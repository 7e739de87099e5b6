//! Activity parameter rendering.
//!
//! A renderer turns the raw parameters of one activity into display strings:
//! file paths become links into the files app, user ids get an avatar, and
//! everything else is optionally emphasized. Every branch that emits markup
//! escapes the stored value first.

use crate::classify::{Classification, ExtensionRegistry, ParameterType};
use crate::config::EngineConfig;
use crate::l10n::Catalog;
use crate::path::DirectoryLookup;
use anyhow::Result;
use serde::Serialize;

mod list;
mod param;
mod subject;

pub use list::{LIST_LIMIT, LIST_VISIBLE_WHEN_TRUNCATED};
pub use subject::NotificationType;

/// Per-call rendering switches.
#[derive(Debug, Clone, Copy, Default, PartialEq, Eq, Serialize)]
pub struct RenderFlags {
    /// Show file parameters as their basename, with the folder as tooltip.
    pub strip_path: bool,
    /// Emit rich markup instead of plain text.
    pub highlight: bool,
}

impl RenderFlags {
    pub const PLAIN: RenderFlags = RenderFlags {
        strip_path: false,
        highlight: false,
    };

    pub fn new(strip_path: bool, highlight: bool) -> Self {
        Self {
            strip_path,
            highlight,
        }
    }
}

/// Formats parameters against one deployment and one locale.
pub struct ParameterRenderer {
    config: EngineConfig,
    lookup: Box<dyn DirectoryLookup + Send + Sync>,
    catalog: Catalog,
}

impl ParameterRenderer {
    /// Renderer whose directory lookup follows `config.files_root`.
    pub fn new(config: EngineConfig, catalog: Catalog) -> Self {
        let lookup = config.directory_lookup();
        Self {
            config,
            lookup,
            catalog,
        }
    }

    /// Load the configured catalog as well.
    pub fn from_config(config: EngineConfig) -> Result<Self> {
        let catalog = config.catalog()?;
        Ok(Self::new(config, catalog))
    }

    pub fn with_lookup(mut self, lookup: impl DirectoryLookup + Send + Sync + 'static) -> Self {
        self.lookup = Box::new(lookup);
        self
    }

    pub fn catalog(&self) -> &Catalog {
        &self.catalog
    }

    /// Swap the locale used by subsequent calls.
    pub fn set_catalog(&mut self, catalog: Catalog) {
        self.catalog = catalog;
    }

    /// Render every parameter; output positions match input positions.
    pub fn format<S: AsRef<str>>(
        &self,
        params: &[S],
        classification: Option<&Classification>,
        flags: RenderFlags,
    ) -> Vec<String> {
        params
            .iter()
            .enumerate()
            .map(|(position, value)| {
                let kind = classification
                    .map(|map| map.get(position))
                    .unwrap_or_default();
                self.format_one(value.as_ref(), kind, flags)
            })
            .collect()
    }

    /// Classify with `registry` and render.
    pub fn format_classified<S: AsRef<str>>(
        &self,
        registry: &ExtensionRegistry,
        module: &str,
        subject: &str,
        params: &[S],
        flags: RenderFlags,
    ) -> Vec<String> {
        let classification = registry.classify(module, subject);
        self.format(params, classification.as_ref(), flags)
    }

    pub fn format_one(&self, value: &str, kind: ParameterType, flags: RenderFlags) -> String {
        match kind {
            ParameterType::Unclassified => self.plain_param(value, flags),
            ParameterType::File => self.file_param(value, flags),
            ParameterType::Username => self.user_param(value, flags),
        }
    }
}

#[cfg(test)]
mod tests {
    use super::*;

    fn renderer() -> ParameterRenderer {
        ParameterRenderer::new(EngineConfig::default(), Catalog::source("en"))
    }

    #[test]
    fn empty_params_render_empty() {
        let out = renderer().format::<&str>(&[], None, RenderFlags::new(true, true));
        assert!(out.is_empty());
    }

    #[test]
    fn unclassified_is_verbatim_or_emphasized() {
        let renderer = renderer();
        let params = ["/foo/bar.file", "a<b"];
        assert_eq!(
            renderer.format(&params, None, RenderFlags::new(true, false)),
            vec!["/foo/bar.file", "a<b"]
        );
        assert_eq!(
            renderer.format(&params, None, RenderFlags::new(false, true)),
            vec!["<strong>/foo/bar.file</strong>", "<strong>a&lt;b</strong>"]
        );
    }

    #[test]
    fn classification_past_the_end_is_inert() {
        let map = Classification::new().with(3, ParameterType::File);
        assert_eq!(
            renderer().format(
                &["/foo/bar.file"],
                Some(&map),
                RenderFlags::new(true, false)
            ),
            vec!["/foo/bar.file"]
        );
    }

    #[test]
    fn format_classified_uses_registry() {
        let registry = ExtensionRegistry::builtin();
        let out = renderer().format_classified(
            &registry,
            "files",
            "shared_with_by",
            &["/docs/a.txt", "bob"],
            RenderFlags::new(true, false),
        );
        assert_eq!(out, vec!["a.txt", "bob"]);

        let unknown = renderer().format_classified(
            &registry,
            "calendar",
            "shared_with_by",
            &["/docs/a.txt"],
            RenderFlags::new(true, false),
        );
        assert_eq!(unknown, vec!["/docs/a.txt"]);
    }

    #[test]
    fn from_config_loads_the_configured_language() {
        let config = EngineConfig {
            language: "de".to_string(),
            ..EngineConfig::default()
        };
        let renderer = ParameterRenderer::from_config(config).unwrap();
        assert_eq!(renderer.catalog().language, "de");
    }

    #[test]
    fn catalog_can_be_swapped() {
        let mut renderer = renderer();
        let map = Classification::new().with(0, ParameterType::Username);
        assert_eq!(
            renderer.format(&[""], Some(&map), RenderFlags::PLAIN),
            vec!["\"remote user\""]
        );
        renderer.set_catalog(Catalog::builtin("de").unwrap().unwrap());
        assert_eq!(renderer.catalog().language, "de");
        assert_eq!(
            renderer.format(&[""], Some(&map), RenderFlags::PLAIN),
            vec!["\"Entfernter Benutzer\""]
        );
    }
}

• **What you are asked to do**
Every entry must be quoted exactly as it appears above.

• **Completed exercise**
repository 7e739de87099e5b6
//! Activity parameter rendering.
//!
//! A renderer turns the raw parameters of one activity into display strings:
//! file paths become links into the files app, user ids get an avatar, and
//! everything else is optionally emphasized. Every branch that emits markup
//! escapes the stored value first.

use crate::classify::{Classification, ExtensionRegistry, ParameterType};
use crate::config::EngineConfig;
use crate::l10n::Catalog;
use crate::path::DirectoryLookup;
use anyhow::Result;
use serde::Serialize;

mod list;
mod param;
mod subject;

pub use list::{LIST_LIMIT, LIST_VISIBLE_WHEN_TRUNCATED};
pub use subject::NotificationType;

/// Per-call rendering switches.
#[derive(Debug, Clone, Copy, Default, PartialEq, Eq, Serialize)]
pub struct RenderFlags {
    /// Show file parameters as their basename, with the folder as tooltip.
    pub strip_path: bool,
    /// Emit rich markup instead of plain text.
    pub highlight: bool,
}

impl RenderFlags {
    pub const PLAIN: RenderFlags = RenderFlags {
        strip_path: false,
        highlight: false,
    };

    pub fn new(strip_path: bool, highlight: bool) -> Self {
        Self {
            strip_path,
            highlight,
        }
    }
}

/// Formats parameters against one deployment and one locale.
pub struct ParameterRenderer {
    config: EngineConfig,
    lookup: Box<dyn DirectoryLookup + Send + Sync>,
    catalog: Catalog,
}

impl ParameterRenderer {
    /// Renderer whose directory lookup follows `config.files_root`.
    pub fn new(config: EngineConfig, catalog: Catalog) -> Self {
        let lookup = config.directory_lookup();
        Self {
            config,
            lookup,
            catalog,
        }
    }

    /// Load the configured catalog as well.
    pub fn from_config(config: EngineConfig) -> Result<Self> {
        let catalog = config.catalog()?;
        Ok(Self::new(config, catalog))
    }

    pub fn with_lookup(mut self, lookup: impl DirectoryLookup + Send + Sync + 'static) -> Self {
        self.lookup = Box::new(lookup);
        self
    }

    pub fn catalog(&self) -> &Catalog {
        &self.catalog
    }

    /// Swap the locale used by subsequent calls.
    pub fn set_catalog(&mut self, catalog: Catalog) {
        self.catalog = catalog;
    }

    /// Render every parameter; output positions match input positions.
    pub fn format<S: AsRef<str>>(
        &self,
        params: &[S],
        classification: Option<&Classification>,
        flags: RenderFlags,
    ) -> Vec<String> {
        params
            .iter()
            .enumerate()
            .map(|(position, value)| {
                let kind = classification
                    .map(|map| map.get(position))
                    .unwrap_or_default();
                self.format_one(value.as_ref(), kind, flags)
            })
            .collect()
    }

    /// Classify with `registry` and render.
    pub fn format_classified<S: AsRef<str>>(
        &self,
        registry: &ExtensionRegistry,
        module: &str,
        subject: &str,
        params: &[S],
        flags: RenderFlags,
    ) -> Vec<String> {
        let classification = registry.classify(module, subject);
        self.format(params, classification.as_ref(), flags)
    }

    pub fn format_one(&self, value: &str, kind: ParameterType, flags: RenderFlags) -> String {
        match kind {
            ParameterType::Unclassified => self.plain_param(value, flags),
            ParameterType::File => self.file_param(value, flags),
            ParameterType::Username => self.user_param(value, flags),
        }
    }
}

#[cfg(test)]
mod tests {
    use super::*;

    fn renderer() -> ParameterRenderer {
        ParameterRenderer::new(EngineConfig::default(), Catalog::source("en"))
    }

    #[test]
    fn empty_params_render_empty() {
        let out = renderer().format::<&str>(&[], None, RenderFlags::new(true, true));
        assert!(out.is_empty());
    }

    #[test]
    fn unclassified_is_verbatim_or_emphasized() {
        let renderer = renderer();
        let params = ["/foo/bar.file", "a<b"];
        assert_eq!(
            renderer.format(&params, None, RenderFlags::new(true, false)),
            vec!["/foo/bar.file", "a<b"]
        );
        assert_eq!(
            renderer.format(&params, None, RenderFlags::new(false, true)),
            vec!["<strong>/foo/bar.file</strong>", "<strong>a&lt;b</strong>"]
        );
    }

    #[test]
    fn classification_past_the_end_is_inert() {
        let map = Classification::new().with(3, ParameterType::File);
        assert_eq!(
            renderer().format(
                &["/foo/bar.file"],
                Some(&map),
                RenderFlags::new(true, false)
            ),
            vec!["/foo/bar.file"]
        );
    }

    #[test]
    fn format_classified_uses_registry() {
        let registry = ExtensionRegistry::builtin();
        let out = renderer().format_classified(
            &registry,
            "files",
            "shared_with_by",
            &["/docs/a.txt", "bob"],
            RenderFlags::new(true, false),
        );
        assert_eq!(out, vec!["a.txt", "bob"]);

        let unknown = renderer().format_classified(
            &registry,
            "calendar",
            "shared_with_by",
            &["/docs/a.txt"],
            RenderFlags::new(true, false),
        );
        assert_eq!(unknown, vec!["/docs/a.txt"]);
    }

    #[test]
    fn from_config_loads_the_configured_language() {
        let config = EngineConfig {
            language: "de".to_string(),
            ..EngineConfig::default()
        };
        let renderer = ParameterRenderer::from_config(config).unwrap();
        assert_eq!(renderer.catalog().language, "de");
    }

    #[test]
    fn catalog_can_be_swapped() {
        let mut renderer = renderer();
        let map = Classification::new().with(0, ParameterType::Username);
        assert_eq!(
            renderer.format(&[""], Some(&map), RenderFlags::PLAIN),
            vec!["\"remote user\""]
        );
        renderer.set_catalog(Catalog::builtin("de").unwrap().unwrap());
        assert_eq!(renderer.catalog().language, "de");
        assert_eq!(
            renderer.format(&[""], Some(&map), RenderFlags::PLAIN),
            vec!["\"Entfernter Benutzer\""]
        );
    }
}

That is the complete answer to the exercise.